I even added a couple of surprises for myself, so I could pretend the delivery person had been thoughtful and encouraging. (Spearmint gum.)

(Next time, I may add fresh flowers to the delivery. Just for kicks and giggles and wishes on stars.)

The experience was highly productive and impressively intentional. The few dollars I spent on the delivery fee were definitely less than I would have spent on impulse purchases in the name of entitlement.

There was just one hiccup.

The five pounds of sugar I ordered came in a box of 100 individual packets.

Note to self: read the fine print.

Oopsie daisy.

Ah, well. It will give me something to do while I watch TV.

Or it’s a good math equation. How many packets of sugar equal my rough estimation for berry cobbler?

Snip, snip, pour. Snip, snip, pour.

Be Gone, Pieces and Parts.

A few years ago, we added a decal to the back window: one of those you’ve perhaps noticed on the car in front of you at a stoplight.  A family replica displayed in an array of flipflops or cartoon charicatures or Star Wars figures.

Ours was a series of four stick figures, each one wearing Mickey Mouse ears.  A whimsical purchase on Main Street USA at the Magic Kingdom.  A Dad, a Mom, and two brothers, all smiling with their heads tilted slightly to the right.  (No doubt from the weight of the Mickey hats.)

We were that family.

Through seasons of harsh weather and numbers of car washes, the stick people started to peel away.  Bit by bit.  Eyebrows, fingers, smiles.

“Mommy, we need to take the daddy sticker off,” one of my boys suggested.

One day, I agreed – with a frightening degree of impulsion.  I wanted the sticker family to be either there or not, present or gone, but not slowly disintegrating and peeling away.

So I grabbed a paring knife, the same one I use to slice strawberries, and I scratched the hell out of the back window.  I peeled away the remains, letting the little white strips fall to the ground.

(If you look closely, I’m sure you can see scratch marks.  I took no care in preserving anything, and it’s possible I may have slightly damaged some of those red defrosting stripes.  Eh… I’ll cross that bridge in a few weeks when I can’t defrost my rear windows.)

Be gone, pieces and parts.  There is only room for wholeness here.

I filled the space with a new decal, crisp and pristine: University of Denver.

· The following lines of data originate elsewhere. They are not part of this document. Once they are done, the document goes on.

//! Criterion benchmarks for the two point-in-triangle classifiers.
//! Corpus sizes: n in {1_000, 10_000, 100_000}, seeded so runs are comparable.
//! Results land under target/criterion.

use criterion::{black_box, criterion_group, criterion_main, BenchmarkId, Criterion};
use tricmp::harness::{run_pass, Algorithm, Corpus, HarnessCfg};

fn corpus(tests: usize, seed: u64) -> Corpus {
    let cfg = HarnessCfg {
        tests,
        seed,
        ..HarnessCfg::default()
    };
    Corpus::generate(&cfg).expect("corpus")
}

fn bench_classify(c: &mut Criterion) {
    let mut group = c.benchmark_group("classify");
    for &n in &[1_000usize, 10_000, 100_000] {
        let corpus = corpus(n, 42);
        for algorithm in Algorithm::ALL {
            group.bench_with_input(BenchmarkId::new(algorithm.label(), n), &corpus, |b, corpus| {
                b.iter(|| black_box(run_pass(corpus, algorithm).results))
            });
        }
    }
    group.finish();
}

fn bench_generate(c: &mut Criterion) {
    let mut group = c.benchmark_group("generate");
    group.bench_function(BenchmarkId::new("corpus", 10_000), |b| {
        b.iter(|| black_box(corpus(10_000, 7)))
    });
    group.finish();
}

criterion_group!(benches, bench_classify, bench_generate);
criterion_main!(benches);
use serde_json::{json, Value};
use std::panic::Location;
use std::process::Command;

/// Metadata for a provenance block.
pub struct Payload {
    pub params: Value,
}

impl Payload {
    pub fn new(params: Value) -> Self {
        Self { params }
    }

    /// JSON block with the git commit, callsite, library constants and params.
    #[track_caller]
    pub fn document(&self) -> Value {
        let callsite = Location::caller();
        json!({
            "code_rev": current_git_rev(),
            "version": tricmp::VERSION,
            "callsite": {
                "file": callsite.file(),
                "line": callsite.line()
            },
            "constants": {
                "epsilon": tricmp::cfg::EPSILON,
                "coord_range": tricmp::cfg::COORD_RANGE,
                "default_tests": tricmp::cfg::DEFAULT_TESTS,
            },
            "params": self.params,
        })
    }
}

pub fn current_git_rev() -> String {
    if let Some(from_env) = option_env!("GIT_COMMIT") {
        if !from_env.is_empty() {
            return from_env.to_string();
        }
    }
    Command::new("git")
        .args(["rev-parse", "HEAD"])
        .output()
        .ok()
        .and_then(|output| {
            if output.status.success() {
                String::from_utf8(output.stdout)
                    .ok()
                    .map(|s| s.trim().to_string())
            } else {
                None
            }
        })
        .unwrap_or_else(|| "unknown".to_string())
}

#[cfg(test)]
mod tests {
    use super::*;

    #[test]
    fn document_carries_params_and_constants() {
        let doc = Payload::new(json!({"tests": 10, "seed": 3})).document();
        assert_eq!(doc["params"]["tests"], 10);
        assert_eq!(doc["params"]["seed"], 3);
        assert_eq!(doc["constants"]["epsilon"], 1e-6);
        assert_eq!(doc["constants"]["coord_range"], 1000);
        assert!(doc["code_rev"].as_str().is_some_and(|s| !s.is_empty()));
        assert!(doc["callsite"]["file"]
            .as_str()
            .is_some_and(|f| f.ends_with("provenance.rs")));
    }
}
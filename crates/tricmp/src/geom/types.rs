//! Point and triangle value types.

use super::orient::{orientation, Orientation};

/// Query points and triangle vertices.
pub type Point = nalgebra::Point2<f64>;

/// Ordered vertex triple (A, B, C).
///
/// No winding order is imposed; non-degeneracy is a generator invariant, not a
/// type invariant, so classifiers must cope with collinear vertices.
#[derive(Clone, Copy, Debug, PartialEq)]
pub struct Triangle {
    pub a: Point,
    pub b: Point,
    pub c: Point,
}

impl Triangle {
    #[inline]
    pub fn new(a: Point, b: Point, c: Point) -> Self {
        Self { a, b, c }
    }

    /// Build from raw coordinates `(x1, y1, x2, y2, x3, y3)`.
    #[inline]
    pub fn from_coords(x1: f64, y1: f64, x2: f64, y2: f64, x3: f64, y3: f64) -> Self {
        Self::new(Point::new(x1, y1), Point::new(x2, y2), Point::new(x3, y3))
    }

    /// Winding of A → B → C.
    #[inline]
    pub fn orientation(&self) -> Orientation {
        orientation(&self.a, &self.b, &self.c)
    }

    #[inline]
    pub fn is_degenerate(&self) -> bool {
        self.orientation().is_collinear()
    }

    /// Vertices in evaluation order.
    #[inline]
    pub fn vertices(&self) -> [Point; 3] {
        [self.a, self.b, self.c]
    }

    /// Directed edges A→B, B→C, C→A.
    #[inline]
    pub fn edges(&self) -> [(Point, Point); 3] {
        [(self.a, self.b), (self.b, self.c), (self.c, self.a)]
    }
}
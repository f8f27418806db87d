//! Point-in-triangle membership tests.
//!
//! Two independent formulations that must agree on non-degenerate input:
//! - `barycentric`: solve for barycentric weights via Cramer's rule.
//! - `orientation`: same-side test against all three directed edges.
//!
//! Boundary points (vertices, edges) count as contained in both. Degenerate
//! triangles classify every point as outside in both.

mod barycentric;
mod orientation;

pub use barycentric::{barycentric_weights, point_in_triangle_barycentric};
pub use orientation::point_in_triangle_orientation;
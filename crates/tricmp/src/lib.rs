//! Point-in-triangle classifiers and the harness that compares them.
//!
//! Layout
//! - `geom`: point/triangle types and the orientation primitive.
//! - `classify`: barycentric and orientation-based membership tests.
//! - `harness`: seeded corpus generation, timed passes, verification.
//! - `cfg`: the shared tolerance and corpus-size constants.
//!
//! All arithmetic is `f64`; one tolerance (`cfg::EPSILON`) is used throughout.

pub mod cfg;
pub mod classify;
pub mod geom;
pub mod harness;

/// Library version string.
pub const VERSION: &str = env!("CARGO_PKG_VERSION");

/// Common exports for quick imports in callers.
pub mod prelude {
    pub use crate::cfg::{COORD_RANGE, DEFAULT_TESTS, EPSILON};
    pub use crate::classify::{point_in_triangle_barycentric, point_in_triangle_orientation};
    pub use crate::geom::{orientation, Orientation, Point, Triangle};
    pub use crate::harness::{Algorithm, Corpus, HarnessCfg, HarnessError, Report, Verdict};
}
//! Seeded test corpus: random non-degenerate triangles paired with query points.

use rand::rngs::StdRng;
use rand::{Rng, SeedableRng};

use super::{HarnessCfg, HarnessError};
use crate::cfg::COORD_RANGE;
use crate::geom::{Point, Triangle};

/// Fixed test corpus: `triangles[i]` is paired with `points[i]`.
#[derive(Clone, Debug, PartialEq)]
pub struct Corpus {
    triangles: Vec<Triangle>,
    points: Vec<Point>,
}

impl Corpus {
    /// Draw `cfg.tests` cases from a `StdRng` seeded with `cfg.seed`.
    ///
    /// Per case: six coordinates in the order x1, x2, x3, y1, y2, y3, all six
    /// redrawn while the triangle is collinear, then the query x, y.
    pub fn generate(cfg: &HarnessCfg) -> Result<Self, HarnessError> {
        cfg.validate()?;
        let mut rng = StdRng::seed_from_u64(cfg.seed);
        let mut triangles = Vec::with_capacity(cfg.tests);
        let mut points = Vec::with_capacity(cfg.tests);
        for index in 0..cfg.tests {
            triangles.push(sample_triangle(&mut rng, cfg.max_attempts, index)?);
            points.push(Point::new(coord(&mut rng), coord(&mut rng)));
        }
        Ok(Self { triangles, points })
    }

    /// Wrap pre-built cases. Both slices must have the same length.
    pub fn from_parts(triangles: Vec<Triangle>, points: Vec<Point>) -> Result<Self, HarnessError> {
        if triangles.len() != points.len() {
            return Err(HarnessError::invalid(format!(
                "{} triangles but {} points",
                triangles.len(),
                points.len()
            )));
        }
        Ok(Self { triangles, points })
    }

    #[inline]
    pub fn len(&self) -> usize {
        self.triangles.len()
    }

    #[inline]
    pub fn is_empty(&self) -> bool {
        self.triangles.is_empty()
    }

    pub fn triangles(&self) -> &[Triangle] {
        &self.triangles
    }

    pub fn points(&self) -> &[Point] {
        &self.points
    }

    /// Iterate test cases in corpus order.
    pub fn cases(&self) -> impl Iterator<Item = (&Triangle, &Point)> + '_ {
        self.triangles.iter().zip(self.points.iter())
    }
}

#[inline]
fn coord<R: Rng>(rng: &mut R) -> f64 {
    f64::from(rng.gen_range(0..COORD_RANGE))
}

/// Draw one non-collinear triangle, giving up after `max_attempts` collinear draws.
pub(super) fn sample_triangle<R: Rng>(
    rng: &mut R,
    max_attempts: Option<u32>,
    index: usize,
) -> Result<Triangle, HarnessError> {
    let mut collinear_draws: u32 = 0;
    loop {
        let (x1, x2, x3) = (coord(rng), coord(rng), coord(rng));
        let (y1, y2, y3) = (coord(rng), coord(rng), coord(rng));
        let tri = Triangle::from_coords(x1, y1, x2, y2, x3, y3);
        if !tri.is_degenerate() {
            return Ok(tri);
        }
        collinear_draws = collinear_draws.saturating_add(1);
        if let Some(limit) = max_attempts {
            if collinear_draws >= limit {
                return Err(HarnessError::degenerate(format!(
                    "case {index}: {collinear_draws} collinear draws in a row"
                )));
            }
        }
    }
}
//! HTTP surface: public localized content and messages, plus the
//! administrator endpoints that edit translations and invalidate the cache.

use crate::content::ContentKind;
use crate::error::ApiError;
use crate::i18n::{
    localize_entity, Entity, Locale, MessageTree, MetricsReport, RequestLocale, TranslationCache,
    TranslationEntry, TranslationValidator, TRANSLATIONS_TAG,
};
use crate::security::{constant_time_compare, presented_admin_key};
use crate::store::ContentStore;
use axum::extract::{Path, Query, Request, State};
use axum::http::StatusCode;
use axum::middleware::{self, Next};
use axum::response::Response;
use axum::routing::{delete, get, post};
use axum::{Json, Router};
use chrono::Utc;
use serde::{Deserialize, Serialize};
use serde_json::{json, Value};
use std::sync::Arc;
use std::time::Duration;
use tower_http::trace::TraceLayer;
use tracing::{info, warn};

#[derive(Clone)]
pub struct AppState {
    pub store: Arc<dyn ContentStore>,
    pub cache: Arc<TranslationCache>,
    admin_api_key: Option<Arc<str>>,
}

impl AppState {
    /// The cache reads translations from the same store the handlers write to.
    pub fn new<S>(store: Arc<S>, freshness: Duration, admin_api_key: Option<String>) -> Self
    where
        S: ContentStore + 'static,
    {
        let cache = Arc::new(TranslationCache::new(store.clone(), freshness));
        Self {
            store,
            cache,
            admin_api_key: admin_api_key.map(Arc::from),
        }
    }
}

pub fn router(state: AppState) -> Router {
    let admin = Router::new()
        .route(
            "/translations",
            get(list_translations).put(upsert_translation),
        )
        .route("/translations/:namespace/:key", delete(delete_translation))
        .route("/revalidate", post(revalidate))
        .route("/cache/metrics", get(cache_metrics))
        .route_layer(middleware::from_fn_with_state(state.clone(), require_admin));

    Router::new()
        .route("/health", get(health))
        .route("/api/messages", get(negotiated_messages))
        .route("/api/messages/:locale", get(locale_messages))
        .route("/api/content/:kind", get(list_content))
        .route("/api/content/:kind/:id", get(get_content))
        .nest("/api/admin", admin)
        .layer(TraceLayer::new_for_http())
        .with_state(state)
}

async fn require_admin(
    State(state): State<AppState>,
    request: Request,
    next: Next,
) -> Result<Response, ApiError> {
    let Some(expected) = state.admin_api_key.as_deref() else {
        return Err(ApiError::AdminDisabled);
    };

    let authorized = presented_admin_key(request.headers())
        .is_some_and(|key| constant_time_compare(key, expected));
    if !authorized {
        warn!(path = %request.uri().path(), "Rejected admin request");
        return Err(ApiError::Unauthorized);
    }

    Ok(next.run(request).await)
}

// ==================== Public ====================

async fn health(State(state): State<AppState>) -> (StatusCode, Json<Value>) {
    let timestamp = Utc::now().to_rfc3339();
    match state.store.ping().await {
        Ok(()) => (
            StatusCode::OK,
            Json(json!({ "status": "ok", "timestamp": timestamp })),
        ),
        Err(e) => {
            warn!("Health check failed: {}", e);
            (
                StatusCode::SERVICE_UNAVAILABLE,
                Json(json!({ "status": "degraded", "timestamp": timestamp })),
            )
        }
    }
}

#[derive(Debug, Serialize)]
struct MessagesResponse {
    locale: Locale,
    messages: Arc<MessageTree>,
}

async fn negotiated_messages(
    State(state): State<AppState>,
    RequestLocale(locale): RequestLocale,
) -> Result<Json<MessagesResponse>, ApiError> {
    messages_for(&state, locale).await
}

/// Unknown codes in the path fall back to the base locale.
async fn locale_messages(
    State(state): State<AppState>,
    Path(code): Path<String>,
) -> Result<Json<MessagesResponse>, ApiError> {
    messages_for(&state, Locale::from_code_or_base(&code)).await
}

async fn messages_for(state: &AppState, locale: Locale) -> Result<Json<MessagesResponse>, ApiError> {
    let messages = state.cache.get_message_tree(locale).await?;
    Ok(Json(MessagesResponse { locale, messages }))
}

#[derive(Debug, Serialize)]
struct ContentList {
    locale: Locale,
    items: Vec<Entity>,
}

#[derive(Debug, Serialize)]
struct ContentItem {
    locale: Locale,
    item: Entity,
}

fn content_kind(slug: &str) -> Result<ContentKind, ApiError> {
    ContentKind::from_slug(slug).ok_or_else(|| ApiError::UnknownContent(slug.to_string()))
}

async fn list_content(
    State(state): State<AppState>,
    Path(slug): Path<String>,
    RequestLocale(locale): RequestLocale,
) -> Result<Json<ContentList>, ApiError> {
    let kind = content_kind(&slug)?;
    let rows = state.store.list_entities(kind).await?;

    let items = rows
        .iter()
        .map(|row| localize_entity(row, kind.localized_fields(), locale))
        .collect();

    Ok(Json(ContentList { locale, items }))
}

async fn get_content(
    State(state): State<AppState>,
    Path((slug, id)): Path<(String, String)>,
    RequestLocale(locale): RequestLocale,
) -> Result<Json<ContentItem>, ApiError> {
    let kind = content_kind(&slug)?;
    let row = state
        .store
        .get_entity(kind, &id)
        .await?
        .ok_or(ApiError::NotFound)?;

    Ok(Json(ContentItem {
        locale,
        item: localize_entity(&row, kind.localized_fields(), locale),
    }))
}

// ==================== Admin ====================

async fn list_translations(
    State(state): State<AppState>,
) -> Result<Json<Vec<TranslationEntry>>, ApiError> {
    Ok(Json(state.store.fetch_translations().await?))
}

#[derive(Debug, Serialize)]
struct SavedTranslation {
    saved: bool,
    warnings: Vec<String>,
}

async fn upsert_translation(
    State(state): State<AppState>,
    Json(entry): Json<TranslationEntry>,
) -> Result<Json<SavedTranslation>, ApiError> {
    let report = TranslationValidator::validate(&entry);
    if report.has_errors() {
        return Err(ApiError::Invalid(report.errors));
    }
    if report.has_warnings() {
        warn!(
            "Translation validation warnings for {}.{}: {:?}",
            entry.namespace, entry.key, report.warnings
        );
    }

    state.store.upsert_translation(&entry).await?;
    state.cache.revalidate_tag(TRANSLATIONS_TAG);
    info!(namespace = %entry.namespace, key = %entry.key, "Translation saved");

    Ok(Json(SavedTranslation {
        saved: true,
        warnings: report.warnings,
    }))
}

async fn delete_translation(
    State(state): State<AppState>,
    Path((namespace, key)): Path<(String, String)>,
) -> Result<StatusCode, ApiError> {
    if !state.store.delete_translation(&namespace, &key).await? {
        return Err(ApiError::NotFound);
    }

    state.cache.revalidate_tag(TRANSLATIONS_TAG);
    info!(namespace = %namespace, key = %key, "Translation deleted");
    Ok(StatusCode::NO_CONTENT)
}

#[derive(Debug, Deserialize)]
struct RevalidateQuery {
    tag: Option<String>,
}

async fn revalidate(
    State(state): State<AppState>,
    Query(query): Query<RevalidateQuery>,
) -> Json<Value> {
    let tag = query.tag.unwrap_or_else(|| TRANSLATIONS_TAG.to_string());
    let revalidated = state.cache.revalidate_tag(&tag);

    Json(json!({
        "tag": tag,
        "revalidated": revalidated,
        "now": Utc::now().timestamp_millis(),
    }))
}

async fn cache_metrics(State(state): State<AppState>) -> Json<MetricsReport> {
    Json(state.cache.metrics().report())
}
//! Locale field resolution for content records.
//!
//! Content rows are plain JSON objects. A localizable column has a base
//! value (`title`) and optional siblings named with the locale suffix
//! (`titleKk`, `titleEn`). Missing or empty siblings fall back to the base
//! value so the base language never disappears from a page.

use crate::i18n::Locale;
use serde_json::{Map, Value};
use std::collections::BTreeMap;

/// A content record as read from the store.
pub type Entity = Map<String, Value>;

/// Name of the column holding `field` for `locale` (`title` + `Kk`).
pub fn localized_field_name(field: &str, locale: Locale) -> String {
    format!("{}{}", field, locale.field_suffix())
}

/// Resolve the display value of `field` for `locale`.
///
/// Returns the suffixed value when present and non-empty, otherwise the base
/// value, otherwise an empty string.
pub fn resolve_field(entity: &Entity, field: &str, locale: Locale) -> String {
    if !locale.is_base() {
        let localized = localized_field_name(field, locale);
        if let Some(value) = entity.get(&localized).and_then(display_value) {
            return value;
        }
    }

    entity.get(field).and_then(display_value).unwrap_or_default()
}

/// Resolve several fields at once.
pub fn resolve_fields(entity: &Entity, fields: &[&str], locale: Locale) -> BTreeMap<String, String> {
    fields
        .iter()
        .map(|field| (field.to_string(), resolve_field(entity, field, locale)))
        .collect()
}

/// Build the API payload for one record.
///
/// Localizable fields are replaced by their resolved value and every
/// suffixed variant is dropped; all other columns pass through unchanged.
pub fn localize_entity(entity: &Entity, fields: &[&str], locale: Locale) -> Entity {
    let variants: Vec<String> = fields
        .iter()
        .flat_map(|field| {
            Locale::all()
                .into_iter()
                .filter(|l| !l.is_base())
                .map(move |l| localized_field_name(field, l))
        })
        .collect();

    let mut out: Entity = entity
        .iter()
        .filter(|(name, _)| !variants.iter().any(|v| v == *name))
        .map(|(name, value)| (name.clone(), value.clone()))
        .collect();

    for field in fields {
        out.insert(
            field.to_string(),
            Value::String(resolve_field(entity, field, locale)),
        );
    }

    out
}

// Null and empty strings count as absent.
fn display_value(value: &Value) -> Option<String> {
    match value {
        Value::String(s) if !s.is_empty() => Some(s.clone()),
        Value::Number(n) => Some(n.to_string()),
        Value::Bool(b) => Some(b.to_string()),
        _ => None,
    }
}
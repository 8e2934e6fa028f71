//! Storage seams consumed by the cache and the HTTP layer.
//!
//! `Database` (Postgres) is the production implementation; `MemoryStore`
//! backs tests and local tooling.

mod memory;

pub use memory::MemoryStore;

use crate::content::ContentKind;
use crate::i18n::{Entity, TranslationEntry};
use async_trait::async_trait;

/// Failure of the underlying data source.
#[derive(Debug, thiserror::Error)]
pub enum StoreError {
    #[error("failed to read from store: {0}")]
    Read(String),

    #[error("failed to write to store: {0}")]
    Write(String),
}

/// Used on the read paths (translation fetch, content queries, ping), so
/// every conversion is a `Read` failure. Write paths map their errors to
/// `Write` at the call site.
impl From<sqlx::Error> for StoreError {
    fn from(error: sqlx::Error) -> Self {
        StoreError::Read(error.to_string())
    }
}

/// Read access to the translation table.
#[async_trait]
pub trait TranslationStore: Send + Sync {
    /// Every translation row, in no particular order.
    async fn fetch_translations(&self) -> Result<Vec<TranslationEntry>, StoreError>;
}

/// Everything the HTTP layer needs from persistence.
#[async_trait]
pub trait ContentStore: TranslationStore {
    /// Insert or replace the row identified by `(namespace, key)`.
    async fn upsert_translation(&self, entry: &TranslationEntry) -> Result<(), StoreError>;

    /// Returns `true` if a row was removed.
    async fn delete_translation(&self, namespace: &str, key: &str) -> Result<bool, StoreError>;

    /// All rows of a content table in display order.
    async fn list_entities(&self, kind: ContentKind) -> Result<Vec<Entity>, StoreError>;

    async fn get_entity(&self, kind: ContentKind, id: &str) -> Result<Option<Entity>, StoreError>;

    /// Cheap liveness probe for health checks.
    async fn ping(&self) -> Result<(), StoreError>;
}
//! Validation of translation rows submitted by administrators.
//!
//! Errors reject the row; warnings are logged and the row is stored anyway.

use crate::i18n::TranslationEntry;
use regex::Regex;
use std::collections::BTreeSet;
use std::sync::OnceLock;

/// Validation report containing errors and warnings about a translation row.
#[derive(Debug, Clone, Default, PartialEq, Eq)]
pub struct ValidationReport {
    /// Problems that make the row unusable
    pub errors: Vec<String>,

    /// Suspicious but storable differences between locales
    pub warnings: Vec<String>,
}

impl ValidationReport {
    pub fn new() -> Self {
        Self::default()
    }

    pub fn has_errors(&self) -> bool {
        !self.errors.is_empty()
    }

    pub fn has_warnings(&self) -> bool {
        !self.warnings.is_empty()
    }

    pub fn is_clean(&self) -> bool {
        !self.has_errors() && !self.has_warnings()
    }
}

pub struct TranslationValidator;

static IDENTIFIER_REGEX: OnceLock<Regex> = OnceLock::new();
static PLACEHOLDER_REGEX: OnceLock<Regex> = OnceLock::new();

impl TranslationValidator {
    /// Check a row before it is written to the store.
    ///
    /// - namespace and key must be non-empty identifiers (`[A-Za-z0-9_-]`),
    ///   since the message tree nests on them
    /// - the `ru` value must be non-empty
    /// - `{placeholders}` in `kk`/`en` should match those in `ru`
    pub fn validate(entry: &TranslationEntry) -> ValidationReport {
        let mut report = ValidationReport::new();

        for (label, value) in [("namespace", &entry.namespace), ("key", &entry.key)] {
            if value.trim().is_empty() {
                report.errors.push(format!("{} must not be empty", label));
            } else if !identifier_regex().is_match(value) {
                report.errors.push(format!(
                    "{} '{}' may only contain letters, digits, '_' and '-'",
                    label, value
                ));
            }
        }

        if entry.ru.trim().is_empty() {
            report.errors.push("ru value must not be empty".to_string());
        }

        let base = Self::extract_placeholders(&entry.ru);
        for (code, value) in [("kk", &entry.kk), ("en", &entry.en)] {
            let Some(value) = value.as_deref().filter(|v| !v.is_empty()) else {
                continue;
            };
            let found = Self::extract_placeholders(value);
            if found != base {
                report.warnings.push(format!(
                    "Placeholder mismatch in {}: ru has {:?}, {} has {:?}",
                    code, base, code, found
                ));
            }
        }

        report
    }

    /// Names of `{name}` placeholders, ignoring ICU plural/select bodies.
    pub fn extract_placeholders(text: &str) -> BTreeSet<String> {
        placeholder_regex()
            .captures_iter(text)
            .filter_map(|cap| cap.get(1))
            .map(|m| m.as_str().to_string())
            .collect()
    }
}

fn identifier_regex() -> &'static Regex {
    IDENTIFIER_REGEX.get_or_init(|| Regex::new(r"^[A-Za-z0-9_-]+$").expect("valid regex"))
}

fn placeholder_regex() -> &'static Regex {
    PLACEHOLDER_REGEX
        .get_or_init(|| Regex::new(r"\{\s*([A-Za-z_][A-Za-z0-9_]*)\s*[,}]").expect("valid regex"))
}

#[cfg(test)]
mod tests {
    use super::*;

    fn entry(namespace: &str, key: &str, ru: &str, kk: Option<&str>, en: Option<&str>) -> TranslationEntry {
        TranslationEntry {
            namespace: namespace.to_string(),
            key: key.to_string(),
            ru: ru.to_string(),
            kk: kk.map(str::to_string),
            en: en.map(str::to_string),
        }
    }

    // ==================== Error Tests ====================

    #[test]
    fn test_valid_entry_is_clean() {
        let report = TranslationValidator::validate(&entry(
            "Header",
            "tournaments",
            "Турниры",
            Some("Турнирлер"),
            None,
        ));
        assert!(report.is_clean(), "{:?}", report);
    }

    #[test]
    fn test_empty_fields_are_errors() {
        let report = TranslationValidator::validate(&entry("", " ", "", None, None));
        assert_eq!(report.errors.len(), 3);
    }

    #[test]
    fn test_dotted_key_is_rejected() {
        let report = TranslationValidator::validate(&entry("Header", "menu.news", "Новости", None, None));
        assert!(report.has_errors());
        assert!(report.errors[0].contains("menu.news"));
    }

    // ==================== Placeholder Tests ====================

    #[test]
    fn test_extract_placeholders() {
        let found = TranslationValidator::extract_placeholders("Показано {count} из {total}");
        assert_eq!(found.into_iter().collect::<Vec<_>>(), vec!["count", "total"]);
    }

    #[test]
    fn test_extract_icu_plural_argument() {
        let found =
            TranslationValidator::extract_placeholders("{count, plural, one {# матч} other {# матчей}}");
        assert_eq!(found.into_iter().collect::<Vec<_>>(), vec!["count"]);
    }

    #[test]
    fn test_placeholder_mismatch_is_warning() {
        let report = TranslationValidator::validate(&entry(
            "News",
            "shown",
            "Показано {count}",
            Some("{count} көрсетілді"),
            Some("Shown {total}"),
        ));
        assert!(!report.has_errors());
        assert_eq!(report.warnings.len(), 1);
        assert!(report.warnings[0].contains("en"));
    }

    #[test]
    fn test_empty_alternate_not_checked() {
        let report = TranslationValidator::validate(&entry("News", "shown", "Показано {count}", Some(""), None));
        assert!(report.is_clean());
    }
}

Sometimes you have to take charge of a situation.  Sometimes with a paring knife.

Better Living Through Chemistry

I knew what needed  done, but I didn’t know how to start any of it.

Laundry and clutter and dishes and library books and kindergarten homework and first grade homework and unpacking from the vacation that ended two weeks ago.

I sat in the middle of it all, flat affect, with nothing to say and no ability to think.

(This is what my depression looks like, only I never really recognize it in the moment.  I simply feel irrationally and unreasonably overwhelmed.)

Some investigation by the people who know me well revealed an important puzzle piece: I had stopped taking one of my medications.

The one that supports mental clarity and capacity in the face of depression.

I remember when it happened, actually.  The prescription ran out, I meant to fill it that day, then I forgot, and when I remembered again, the task of calling in the refill very nearly overwhelmed me.

It’s an odd irony.  I was overwhelmed to call in my prescription because I was out of the prescription that keeps me from feeling overwhelmed.

(Which came first, the chicken or the egg?)

I can perhaps predict what you’re thinking: how irresponsible this is, how important it is to stay current and stocked with ongoing medications, how I need to put on my own oxygen mask first, how dangerous it is to go ‘cold turkey’ without the knowledge and approval of doctors and therapists and all parties involved.

I know.  I really do.  I know.

It’s a whole lot of work to take care of me sometimes.  The presciption simply fell off my list of things to do.  And then I fell off my own radar.

Prescription: hereby filled and in my system for two days now.  I still haven’t unpacked, but that’s just because I don’t want to bother with it, not because I don’t know how to put things away.

My children went to school with packed lunches and complete homework, and I came home and did the dishes and cleaned the fish bowl before I sat down to write four chapters.

Better living through chemistry.  It’s a good thing.